For several years now, a three-phase combination method has been used in France, combining separate rather than parallel administration of doses of estrogen and progesterone. In the first phase there is more estrogen, and in the second phase progesterone predominates. This chart was developed to reduce the likelihood of side effects such as venous bleeding or amenorrhea. The effectiveness of the drug is almost 100%.

Programmed tablet

It consists of absorbed estrogen, which is used for several days, and the remaining is a mixture of estrogen-progestogens. It is used in special cases not even for contraceptive purposes (for example, after cleansing). Efficiency is 99%.

There are three types of drugs:

• Microtablet - contains progestins in small doses of long-term action.
• The macropill is a long-acting progestin tablet containing a large dose of progestin, released from the 5th to the 25th day of the cycle.
• Injections. Instead of tablets, injections can be used. One intramuscular injection of 150 mg of progestin is sufficient to provide effective protection against pregnancy over the next 3 months. The 400 mg injection provides a 6 month guarantee. The principle of action of intramuscular injection has not yet been fully studied.

It can be compared with oral contraceptives: the injection slows down, the mucus at the cervix acquires special properties, becomes a barrier to sperm and prevents the attachment of a fertilized egg to the wall of the uterus.

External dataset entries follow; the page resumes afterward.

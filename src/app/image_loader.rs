use super::{
    EdgeVisionApp, ImageLoadRequest, ImageLoadResult, PendingImageMeta, PendingImageTask,
};
use crate::image::{decode_image_from_bytes, decode_image_from_path};
use egui::Context;
use std::path::{Path, PathBuf};
use std::sync::mpsc::{self, TryRecvError};
use std::thread;
use std::time::SystemTime;

impl EdgeVisionApp {
    pub(crate) fn start_loading_image_from_path(&mut self, path: PathBuf) {
        self.remember_image_dir_from_path(&path);
        let meta = PendingImageMeta::Path { path: path.clone() };
        self.start_image_load(ImageLoadRequest::Path(path), meta);
    }

    pub(crate) fn start_loading_image_from_bytes(
        &mut self,
        name: Option<String>,
        bytes: Vec<u8>,
        last_modified: Option<SystemTime>,
    ) {
        let meta = PendingImageMeta::DroppedBytes {
            name: name.clone(),
            byte_len: bytes.len(),
            last_modified,
        };
        self.start_image_load(ImageLoadRequest::Bytes { name, bytes }, meta);
    }

    fn start_image_load(&mut self, request: ImageLoadRequest, meta: PendingImageMeta) {
        let description = meta.description();
        let cfg = self.config.clone();
        let (tx, rx) = mpsc::channel();
        thread::spawn(move || {
            let result = match request {
                ImageLoadRequest::Path(path) => decode_image_from_path(&cfg, &path),
                ImageLoadRequest::Bytes { name, bytes } => {
                    decode_image_from_bytes(&cfg, name.as_deref(), &bytes)
                }
            };
            let msg = match result {
                Ok(uploaded) => ImageLoadResult::Success(uploaded),
                Err(err) => ImageLoadResult::Error(err.to_string()),
            };
            let _ = tx.send(msg);
        });
        // A newer request supersedes one still in flight; its result is dropped.
        self.image.pending_task = Some(PendingImageTask { rx, meta });
        log::info!("Loading {description}");
        self.set_status(format!("Loading {description}…"));
    }

    pub(crate) fn poll_image_loader(&mut self, ctx: &Context) {
        let Some(task) = self.image.pending_task.take() else {
            return;
        };
        match task.rx.try_recv() {
            Ok(ImageLoadResult::Success(uploaded)) => {
                let meta = task.meta.into_image_meta();
                self.install_image(ctx, uploaded, meta);
            }
            Ok(ImageLoadResult::Error(err)) => {
                let label = task.meta.description();
                log::warn!("Failed to load {label}: {err}");
                self.set_status(format!("Failed to load {label}: {err}"));
            }
            Err(TryRecvError::Empty) => {
                self.image.pending_task = Some(task);
                ctx.request_repaint();
            }
            Err(TryRecvError::Disconnected) => {
                let label = task.meta.description();
                log::error!("Image worker for {label} disconnected");
                self.set_status(format!("Loading {label} failed: worker disconnected."));
            }
        }
    }

    pub(crate) fn remember_image_dir_from_path(&mut self, path: &Path) {
        let dir = path
            .parent()
            .map_or_else(|| PathBuf::from("."), Path::to_path_buf);
        self.last_image_dir = Some(dir);
    }

    pub(crate) fn remember_export_dir_from_path(&mut self, path: &Path) {
        let dir = path
            .parent()
            .map_or_else(|| PathBuf::from("."), Path::to_path_buf);
        self.last_export_dir = Some(dir);
    }
}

In terms of effectiveness, this method is closer to the combined one.

These injections are indicated only in cases of urgent need; they are often given to people who are not able to take care of contraception themselves (in particular, the mentally ill).

The principle of action of hormonal contraception

Using various doses of the proposed substances in combination or separately, it is possible to inhibit ovulation and/or act on the cervical mucus, fallopian tubes, and uterine mucosa to prevent pregnancy.

Combined method

Used most often. Prevents pregnancy by blocking the ovulation process. During menstruation, estrogen levels decrease significantly, but there is enough of it to indirectly transmit a signal to the pituitary gland, which produces follicle-stimulating hormone (FSH).

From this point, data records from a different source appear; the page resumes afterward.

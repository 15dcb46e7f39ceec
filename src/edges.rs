//! Edge detection filters: grayscale conversion, kernels, and the three detectors.

mod canny;
mod convolve;
mod gray;
mod kernels;
mod laplacian;
mod params;
mod sobel;

#[cfg(test)]
mod tests;

pub use params::{EdgeAlgorithm, EdgeSettings, KernelSize, SIGMA_MAX, SobelDirection};

#[cfg(test)]
use params::{CannyParams, LaplacianParams, SobelParams};

use canny::{canny, gaussian_blur};
use gray::to_grayscale;
use image::{GrayImage, RgbImage};
use laplacian::laplacian;
use sobel::sobel;

/// Run the selected detector on an RGB image.
///
/// The result always has the input's dimensions. Settings are sanitized first,
/// so out-of-range values from config files fall back to their defaults.
pub fn detect_edges(image: &RgbImage, settings: &EdgeSettings) -> GrayImage {
    let settings = settings.sanitized();
    let gray = to_grayscale(image);
    match settings.algorithm {
        EdgeAlgorithm::Canny => {
            let p = settings.canny;
            let blurred = gaussian_blur(&gray, p.kernel, p.sigma);
            canny(&blurred, p.lower, p.upper)
        }
        EdgeAlgorithm::Sobel => sobel(&gray, settings.sobel.kernel, settings.sobel.direction),
        EdgeAlgorithm::Laplacian => laplacian(&gray, settings.laplacian.kernel),
    }
}
use image::GrayImage;
use std::time::{Duration, Instant};

use crate::edges::{EdgeAlgorithm, EdgeSettings, detect_edges};
use crate::export::{download_file_name, encode_png};
use crate::image::UploadedImage;

/// Latest edge map together with the settings that produced it.
#[derive(Debug, Clone)]
pub struct ProcessedImage {
    pub algorithm: EdgeAlgorithm,
    pub settings: EdgeSettings,
    pub edges: GrayImage,
    pub duration: Duration,
}

/// Encoded edge map ready to be written to disk.
#[derive(Debug, Clone)]
pub struct Download {
    pub file_name: String,
    pub bytes: Vec<u8>,
}

/// One uploaded image and at most one derived result.
///
/// The source pixels never change; every settings change replaces the result.
pub struct FilterSession {
    original: UploadedImage,
    processed: Option<ProcessedImage>,
}

impl FilterSession {
    pub const fn new(original: UploadedImage) -> Self {
        Self {
            original,
            processed: None,
        }
    }

    pub const fn original(&self) -> &UploadedImage {
        &self.original
    }

    pub const fn processed(&self) -> Option<&ProcessedImage> {
        self.processed.as_ref()
    }

    /// Whether `process` would recompute for these settings.
    pub fn is_stale(&self, settings: &EdgeSettings) -> bool {
        let settings = settings.sanitized();
        self.processed
            .as_ref()
            .is_none_or(|p| p.settings != settings)
    }

    /// Run the detector unless the last result was computed with the same settings.
    pub fn process(&mut self, settings: &EdgeSettings) -> &ProcessedImage {
        let settings = settings.sanitized();
        if let Some(current) = self.processed.take_if(|p| p.settings == settings) {
            return self.processed.insert(current);
        }
        let started = Instant::now();
        let edges = detect_edges(self.original.pixels(), &settings);
        let duration = started.elapsed();
        log::debug!("{} took {duration:.2?}", settings.describe());
        self.processed.insert(ProcessedImage {
            algorithm: settings.algorithm,
            settings,
            edges,
            duration,
        })
    }

    /// PNG bytes of the current result, `None` before the first `process`.
    pub fn download(&self) -> Option<anyhow::Result<Download>> {
        let processed = self.processed.as_ref()?;
        Some(encode_png(&processed.edges).map(|bytes| Download {
            file_name: download_file_name(processed.algorithm),
            bytes,
        }))
    }
}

This hormone causes the maturation of the oocyte, which begins to grow under its influence until the moment of ovulation and, leaving the phyllicle, moves along one of the tubes towards the sperm.

If, however, the follicle manages to mature, which means that it is not blocked enough because the estrogen level is too low, or because the pills were not used at all for one or several days. Ethinyl estradiol is used as estrogen, the dose of which ranges from 30 to 100 mcg. This substance inhibits ovulation by suppressing FSH.

• On the uterine mucosa - causes atrophy of the uterine mucosa and makes it unable to accept an egg.
• Mucus is the secret secretion of the cervix, which facilitates the passage of sperm from the vagina into the uterine cavity, under the influence of which it becomes an impenetrable barrier to the path of sperm.
• Finally, in addition to local action, progestin in combination with estrogen plays a central role in inhibiting the ovulation process. This double effect allows you to reduce the dose of estrogen introduced into the drug.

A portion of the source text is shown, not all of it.